Records excerpted from a collection
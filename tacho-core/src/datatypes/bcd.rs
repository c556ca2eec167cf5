//! Binary-coded decimal integers
//!
//! Each nibble holds one decimal digit, most significant digit first.
//! Decoding is all-or-nothing: one nibble in `A`..=`F` rejects the whole
//! value.

use crate::error::{TachoError, TachoResult};
use serde::{Deserialize, Serialize};
use std::fmt;

/// Most digits a `u64` can always hold
const MAX_DIGITS: usize = 19;

/// Decode a BCD byte string into an integer
///
/// # Errors
/// - [`TachoError::InvalidBcd`] when any nibble is not a decimal digit
/// - [`TachoError::ValueTooLarge`] when the digits do not fit in a `u64`
pub fn decode_bcd(data: &[u8]) -> TachoResult<u64> {
    if data.len() * 2 > MAX_DIGITS + 1 {
        return Err(TachoError::ValueTooLarge {
            context: "BCD",
            message: format!("{} bytes of BCD do not fit in 64 bits", data.len()),
        });
    }
    let mut value: u64 = 0;
    for &byte in data {
        let high = byte >> 4;
        let low = byte & 0x0F;
        if high > 9 || low > 9 {
            return Err(TachoError::InvalidBcd {
                context: "BCD",
                byte,
            });
        }
        value = value
            .checked_mul(100)
            .and_then(|v| v.checked_add(u64::from(high) * 10 + u64::from(low)))
            .ok_or_else(|| TachoError::ValueTooLarge {
                context: "BCD",
                message: "BCD value overflows 64 bits".to_string(),
            })?;
    }
    Ok(value)
}

/// Number of decimal digits of `value`; zero counts as one digit
pub fn bcd_digit_count(value: u64) -> usize {
    let mut digits = 1;
    let mut rest = value / 10;
    while rest > 0 {
        digits += 1;
        rest /= 10;
    }
    digits
}

/// Encode `value` as BCD into exactly `length` bytes, zero-padded on the left
///
/// # Errors
/// [`TachoError::ValueTooLarge`] when `value` needs more than `2 * length`
/// digits.
pub fn encode_bcd(value: u64, length: usize) -> TachoResult<Vec<u8>> {
    let digits = bcd_digit_count(value);
    if digits > length * 2 {
        return Err(TachoError::ValueTooLarge {
            context: "BCD",
            message: format!(
                "{} needs {} digits, only {} available in {} bytes",
                value,
                digits,
                length * 2,
                length
            ),
        });
    }
    let mut result = vec![0u8; length];
    let mut rest = value;
    for byte in result.iter_mut().rev() {
        let low = (rest % 10) as u8;
        rest /= 10;
        let high = (rest % 10) as u8;
        rest /= 10;
        *byte = (high << 4) | low;
    }
    Ok(result)
}

/// Encode `value` in the fewest whole bytes
pub fn encode_bcd_minimal(value: u64) -> Vec<u8> {
    let length = bcd_digit_count(value).div_ceil(2);
    // length always holds the digit count
    encode_bcd(value, length).unwrap_or_default()
}

/// Month and two-digit year, BCD `mm yy`
#[derive(Debug, Clone, Copy, PartialEq, Eq, Hash, Default, Serialize, Deserialize)]
pub struct MonthYear {
    pub month: u8,
    pub year: u8,
}

impl MonthYear {
    pub const LENGTH: usize = 2;

    pub fn decode(data: &[u8]) -> TachoResult<Self> {
        crate::error::expect_length("MonthYear", data, Self::LENGTH)?;
        Ok(Self {
            month: decode_bcd(&data[0..1])? as u8,
            year: decode_bcd(&data[1..2])? as u8,
        })
    }

    pub fn encode(&self) -> TachoResult<Vec<u8>> {
        let mut result = encode_bcd(u64::from(self.month), 1)?;
        result.extend(encode_bcd(u64::from(self.year), 1)?);
        Ok(result)
    }
}

impl fmt::Display for MonthYear {
    fn fmt(&self, f: &mut fmt::Formatter<'_>) -> fmt::Result {
        write!(f, "{:02}/{:02}", self.month, self.year)
    }
}
wire_enum! {
    /// Qualification of an event or a fault
    pub enum EventFaultType {
        // General events
        NoFurtherDetails = 0x00,
        InsertionOfNonValidCard = 0x01,
        CardConflict = 0x02,
        TimeOverlap = 0x03,
        DrivingWithoutAppropriateCard = 0x04,
        CardInsertionWhileDriving = 0x05,
        LastCardSessionNotCorrectlyClosed = 0x06,
        OverSpeeding = 0x07,
        PowerSupplyInterruption = 0x08,
        MotionDataError = 0x09,
        VehicleMotionConflict = 0x0A,
        TimeConflict = 0x0B,
        CommunicationErrorWithRemoteFacility = 0x0C,
        AbsenceOfPositionInformation = 0x0D,
        CommunicationErrorWithExternalGnss = 0x0E,
        // Vehicle unit related security breach attempts
        VuSecurityBreachNoFurtherDetails = 0x10,
        MotionSensorAuthenticationFailure = 0x11,
        TachographCardAuthenticationFailure = 0x12,
        UnauthorisedChangeOfMotionSensor = 0x13,
        CardDataInputIntegrityError = 0x14,
        StoredUserDataIntegrityError = 0x15,
        InternalDataTransferError = 0x16,
        UnauthorisedCaseOpening = 0x17,
        HardwareSabotage = 0x18,
        TamperDetectionOfGnss = 0x19,
        ExternalGnssAuthenticationFailure = 0x1A,
        ExternalGnssCertificateExpired = 0x1B,
        // Sensor related security breach attempts
        SensorSecurityBreachNoFurtherDetails = 0x20,
        SensorAuthenticationFailure = 0x21,
        SensorStoredDataIntegrityError = 0x22,
        SensorInternalDataTransferError = 0x23,
        SensorUnauthorisedCaseOpening = 0x24,
        SensorHardwareSabotage = 0x25,
        // Recording equipment faults
        RecordingEquipmentFaultNoFurtherDetails = 0x30,
        VuInternalFault = 0x31,
        PrinterFault = 0x32,
        DisplayFault = 0x33,
        DownloadingFault = 0x34,
        SensorFault = 0x35,
        InternalGnssReceiverFault = 0x36,
        ExternalGnssFacilityFault = 0x37,
        RemoteCommunicationFacilityFault = 0x38,
        ItsInterfaceFault = 0x39,
        // Card faults
        CardFaultNoFurtherDetails = 0x40,
    }
}

impl EventFaultType {
    /// Whether the code lies in one of the fault ranges (0x30..=0x4F)
    pub fn is_fault(&self) -> bool {
        use crate::enums::WireEnum;
        match self.to_wire() {
            Ok(code) => (0x30..=0x4F).contains(&code),
            Err(_) => false,
        }
    }
}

- DIRECTIONS -
Retrieve every line above holding the word "InvalidBcd".

- RESULT OF THIS EXERCISE -
/// - [`TachoError::InvalidBcd`] when any nibble is not a decimal digit
            return Err(TachoError::InvalidBcd {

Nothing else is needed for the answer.